China’s exports to the South and Central America increased by 17% y-o-y to 15 mnt in CY’25. Brazil remained the top importer, though volumes fell 11% due to safeguard measures and a quota-based tariff system.
Exports to East Asia were down by 8% y-o-y at 12.5 mnt in CY’25. South Korea (-11%) and Taiwan (-41%) experienced sharp declines due to protectionist measures, while Japan remained relatively flat (-1%).
China’s exports to South Asia (mainly India and Pakistan) rose by 2% y-o-y to 7.08 mnt. A 29% increase in exports to Pakistan offset a 28% drop in shipments to India.

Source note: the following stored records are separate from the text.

//! 单篇论文判断流程 - 流程层
//!
//! 把一篇论文变成一个 [`PaperResult`]：构建提示词 → 调用模型 → 解析响应，
//! 失败按配置的次数重试。本流程永远不会返回错误，重试耗尽时给出 Unknown 结果。

use std::sync::Arc;
use std::time::Duration;

use tokio::sync::OnceCell;
use tokio::time::sleep;
use tracing::{debug, error, info, warn, Instrument, Span};

use crate::clients::InferenceClient;
use crate::config::{LlmConfig, SurveyConfig};
use crate::error::ServiceError;
use crate::models::judgment::{Judgment, PaperResult};
use crate::models::paper::Paper;
use crate::services::{PromptBuilder, ResponseParser};
use crate::utils::logging::truncate_text;

/// 重试耗尽时的兜底说明
pub const EXHAUSTED_REASONING: &str =
    "Failed to get valid LLM response after multiple attempts - unable to determine relevance";

/// 单次尝试失败的原因
#[derive(Debug)]
enum AttemptError {
    Service(ServiceError),
    Parse {
        error: crate::error::ParseError,
        response: String,
    },
}

impl std::fmt::Display for AttemptError {
    fn fmt(&self, f: &mut std::fmt::Formatter<'_>) -> std::fmt::Result {
        match self {
            AttemptError::Service(e) => write!(f, "{}", e),
            AttemptError::Parse { error, .. } => write!(f, "{}", error),
        }
    }
}

/// 判断引擎
pub struct JudgmentEngine {
    client: Arc<dyn InferenceClient>,
    parser: ResponseParser,
    prompts: PromptBuilder,
    configured_model: String,
    /// 启动检查后实际使用的模型
    model: OnceCell<String>,
    max_retries: u32,
    retry_delay: Duration,
    span: Span,
}

impl JudgmentEngine {
    pub fn new(
        client: Arc<dyn InferenceClient>,
        survey: &SurveyConfig,
        llm: &LlmConfig,
    ) -> Result<Self, regex::Error> {
        Ok(Self {
            client,
            parser: ResponseParser::new()?,
            prompts: PromptBuilder::new(survey),
            configured_model: llm.model_name.clone(),
            model: OnceCell::new(),
            max_retries: llm.max_retries.max(1),
            retry_delay: llm.retry_delay_duration(),
            span: tracing::info_span!("judge", topic = %survey.topic),
        })
    }

    /// 确认模型可用（只执行一次）
    ///
    /// 配置的模型不在服务列表中时改用第一个可用模型；服务上没有任何模型时返回错误。
    pub async fn ensure_ready(&self) -> Result<&str, ServiceError> {
        let model = self
            .model
            .get_or_try_init(|| self.resolve_model().instrument(self.span.clone()))
            .await?;
        Ok(model.as_str())
    }

    async fn resolve_model(&self) -> Result<String, ServiceError> {
        info!("🔌 检查推理服务，配置模型: {}", self.configured_model);

        let available = self.client.list_models().await?;
        debug!("可用模型: {:?}", available);

        if available.iter().any(|m| m == &self.configured_model) {
            info!("✓ 模型可用: {}", self.configured_model);
            return Ok(self.configured_model.clone());
        }

        warn!("⚠️ 模型 {} 不在可用模型列表中", self.configured_model);
        match available.into_iter().next() {
            Some(first) => {
                warn!("⚠️ 改用第一个可用模型: {}", first);
                Ok(first)
            }
            None => {
                error!("❌ 推理服务上没有可用模型");
                Err(ServiceError::NoModelsAvailable)
            }
        }
    }

    /// 当前使用的模型（未做启动检查时为配置的模型）
    pub fn model(&self) -> &str {
        self.model
            .get()
            .map(String::as_str)
            .unwrap_or(self.configured_model.as_str())
    }

    /// 判断单篇论文，不会失败
    pub async fn judge_one(&self, paper: &Paper) -> PaperResult {
        self.judge_with_retry(paper)
            .instrument(self.span.clone())
            .await
    }

    async fn judge_with_retry(&self, paper: &Paper) -> PaperResult {
        let prompt = self.prompts.build(paper);

        for attempt in 1..=self.max_retries {
            match self.attempt(&prompt).await {
                Ok(judgment) => return PaperResult::new(paper, judgment),
                Err(e) => {
                    warn!(
                        "尝试 {}/{} 失败 [{}]: {}",
                        attempt,
                        self.max_retries,
                        truncate_text(&paper.title, 60),
                        e
                    );
                    if let AttemptError::Parse { response, .. } = &e {
                        debug!("完整响应 ({} 字符): {:?}", response.len(), response);
                    }

                    if attempt < self.max_retries {
                        info!("⏳ {:.1} 秒后重试...", self.retry_delay.as_secs_f64());
                        sleep(self.retry_delay).await;
                    }
                }
            }
        }

        error!(
            "❌ 全部 {} 次尝试失败，标记为 Unknown: {}",
            self.max_retries,
            truncate_text(&paper.title, 60)
        );
        PaperResult::new(paper, Judgment::unknown(EXHAUSTED_REASONING))
    }

    async fn attempt(&self, prompt: &str) -> Result<Judgment, AttemptError> {
        let response = self
            .client
            .evaluate(self.model(), prompt)
            .await
            .map_err(AttemptError::Service)?;

        self.parser
            .parse(&response)
            .map_err(|error| AttemptError::Parse { error, response })
    }
}

#[cfg(test)]
mod tests {
    use super::*;
    use crate::models::judgment::RelevanceRating;
    use async_trait::async_trait;
    use chrono::NaiveDate;
    use std::collections::VecDeque;
    use std::sync::Mutex;

    /// 按顺序返回预设响应的客户端
    struct ScriptedClient {
        models: Vec<String>,
        responses: Mutex<VecDeque<Result<String, ServiceError>>>,
        calls: Mutex<Vec<String>>,
    }

    impl ScriptedClient {
        fn new(responses: Vec<Result<String, ServiceError>>) -> Self {
            Self {
                models: vec!["test-model".to_string()],
                responses: Mutex::new(responses.into()),
                calls: Mutex::new(Vec::new()),
            }
        }

        fn call_count(&self) -> usize {
            self.calls.lock().unwrap().len()
        }
    }

    #[async_trait]
    impl InferenceClient for ScriptedClient {
        async fn evaluate(&self, model: &str, _prompt: &str) -> Result<String, ServiceError> {
            self.calls.lock().unwrap().push(model.to_string());
            self.responses
                .lock()
                .unwrap()
                .pop_front()
                .unwrap_or_else(|| Ok("no json here".to_string()))
        }

        async fn list_models(&self) -> Result<Vec<String>, ServiceError> {
            Ok(self.models.clone())
        }
    }

    fn paper() -> Paper {
        Paper {
            title: "Retrieval-Augmented Generation at Scale".to_string(),
            authors: vec!["Grace".to_string()],
            abstract_text: Some("We scale RAG.".to_string()),
            publication_year: 2024,
            conference_name: "ACL".to_string(),
            venue_type: "conference".to_string(),
            track: None,
            session: None,
            topic: None,
            pdf_url: None,
            abstract_url: None,
            openreview_url: None,
            scraped_at: NaiveDate::from_ymd_opt(2024, 6, 1)
                .unwrap()
                .and_hms_opt(12, 0, 0)
                .unwrap(),
        }
    }

    fn engine(client: Arc<ScriptedClient>, max_retries: u32) -> JudgmentEngine {
        let survey = SurveyConfig {
            topic: "Retrieval-augmented generation".to_string(),
            description: String::new(),
        };
        let llm = LlmConfig {
            model_name: "test-model".to_string(),
            max_retries,
            retry_delay: 0.0,
            ..Default::default()
        };
        JudgmentEngine::new(client, &survey, &llm).unwrap()
    }

    const GOOD: &str = r#"{"relevance_rating": "High", "confidence_score": 0.9, "reasoning": "Core RAG contribution."}"#;

    #[tokio::test]
    async fn test_first_valid_response_wins() {
        let client = Arc::new(ScriptedClient::new(vec![Ok(GOOD.to_string())]));
        let result = engine(client.clone(), 3).judge_one(&paper()).await;

        assert_eq!(result.rating(), RelevanceRating::High);
        assert_eq!(result.title, "Retrieval-Augmented Generation at Scale");
        assert_eq!(result.conference, "ACL");
        assert!(result.file_source.is_empty());
        assert_eq!(client.call_count(), 1);
    }

    #[tokio::test]
    async fn test_recovers_after_service_and_parse_failures() {
        let client = Arc::new(ScriptedClient::new(vec![
            Err(ServiceError::Timeout {
                model: "test-model".to_string(),
                seconds: 1.0,
            }),
            Ok("I cannot decide.".to_string()),
            Ok(GOOD.to_string()),
        ]));
        let result = engine(client.clone(), 3).judge_one(&paper()).await;

        assert_eq!(result.rating(), RelevanceRating::High);
        assert_eq!(client.call_count(), 3);
    }

    #[tokio::test]
    async fn test_exhausted_retries_yield_unknown() {
        let client = Arc::new(ScriptedClient::new(vec![
            Ok("garbage".to_string()),
            Ok("<empty/>".to_string()),
        ]));
        let result = engine(client.clone(), 2).judge_one(&paper()).await;

        assert_eq!(result.rating(), RelevanceRating::Unknown);
        assert_eq!(result.judgment.confidence_score, Some(0.0));
        assert_eq!(result.judgment.reasoning.as_deref(), Some(EXHAUSTED_REASONING));
        assert_eq!(client.call_count(), 2);
    }

    #[tokio::test]
    async fn test_ensure_ready_falls_back_to_first_model() {
        let client = Arc::new(ScriptedClient {
            models: vec!["other-model".to_string(), "second".to_string()],
            ..ScriptedClient::new(vec![Ok(GOOD.to_string())])
        });
        let engine = engine(client.clone(), 1);

        assert_eq!(engine.model(), "test-model");
        assert_eq!(engine.ensure_ready().await.unwrap(), "other-model");
        assert_eq!(engine.model(), "other-model");

        engine.judge_one(&paper()).await;
        assert_eq!(client.calls.lock().unwrap()[0], "other-model");
    }

    #[tokio::test]
    async fn test_ensure_ready_without_models_fails() {
        let client = Arc::new(ScriptedClient {
            models: Vec::new(),
            ..ScriptedClient::new(Vec::new())
        });
        let err = engine(client, 1).ensure_ready().await.unwrap_err();
        assert!(matches!(err, ServiceError::NoModelsAvailable));
    }
}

A safeguard duty on flat steel imports from China led to the sharp reduction in Indian volumes.
Steel exports to the EU and CIS countries increased aggressively by 24% and 27%, respectively.
Outlook:
China’s steel exports may moderate in CY’26 due to a couple of factors: First, an improving demand-supply balance may not necessitate redirection of supply overseas. The downtrend in crude steel production is expected to continue in CY’26 as well, though at a slower pace. This is likely to moderate the supply pressure domestically.
Simultaneously, the decline in consumption may not be as severe this year, with demand from the automobile, shipbuilding, and home appliances sectors remaining robust. Steel consumption in these sectors is expected to balance out the drag from the depressed housing market.
Secondly, the export licensing system may help regulate outflows, though stricter checks may not translate into a marked curtailment. This is because authorities will likely want to balance regulatory control with the need to maintain export revenues and avoid economic disruptions. Additionally, exports of more value-added goods may be prioritised rather low-value products, such as billets, whose shipments increased rapidly last year.
Even if direct steel exports soften, indirect steel exports are expected to stay strong. Volumes are projected to rise 4-5% y-o-y to around 150 mnt in 2026, as per Mysteel, following a forecast increase of 7% to 143 mnt in 2025. Monetary easing and improving liquidity globally are expected to facilitate an improvement in consumer demand despite geopolitical headwinds.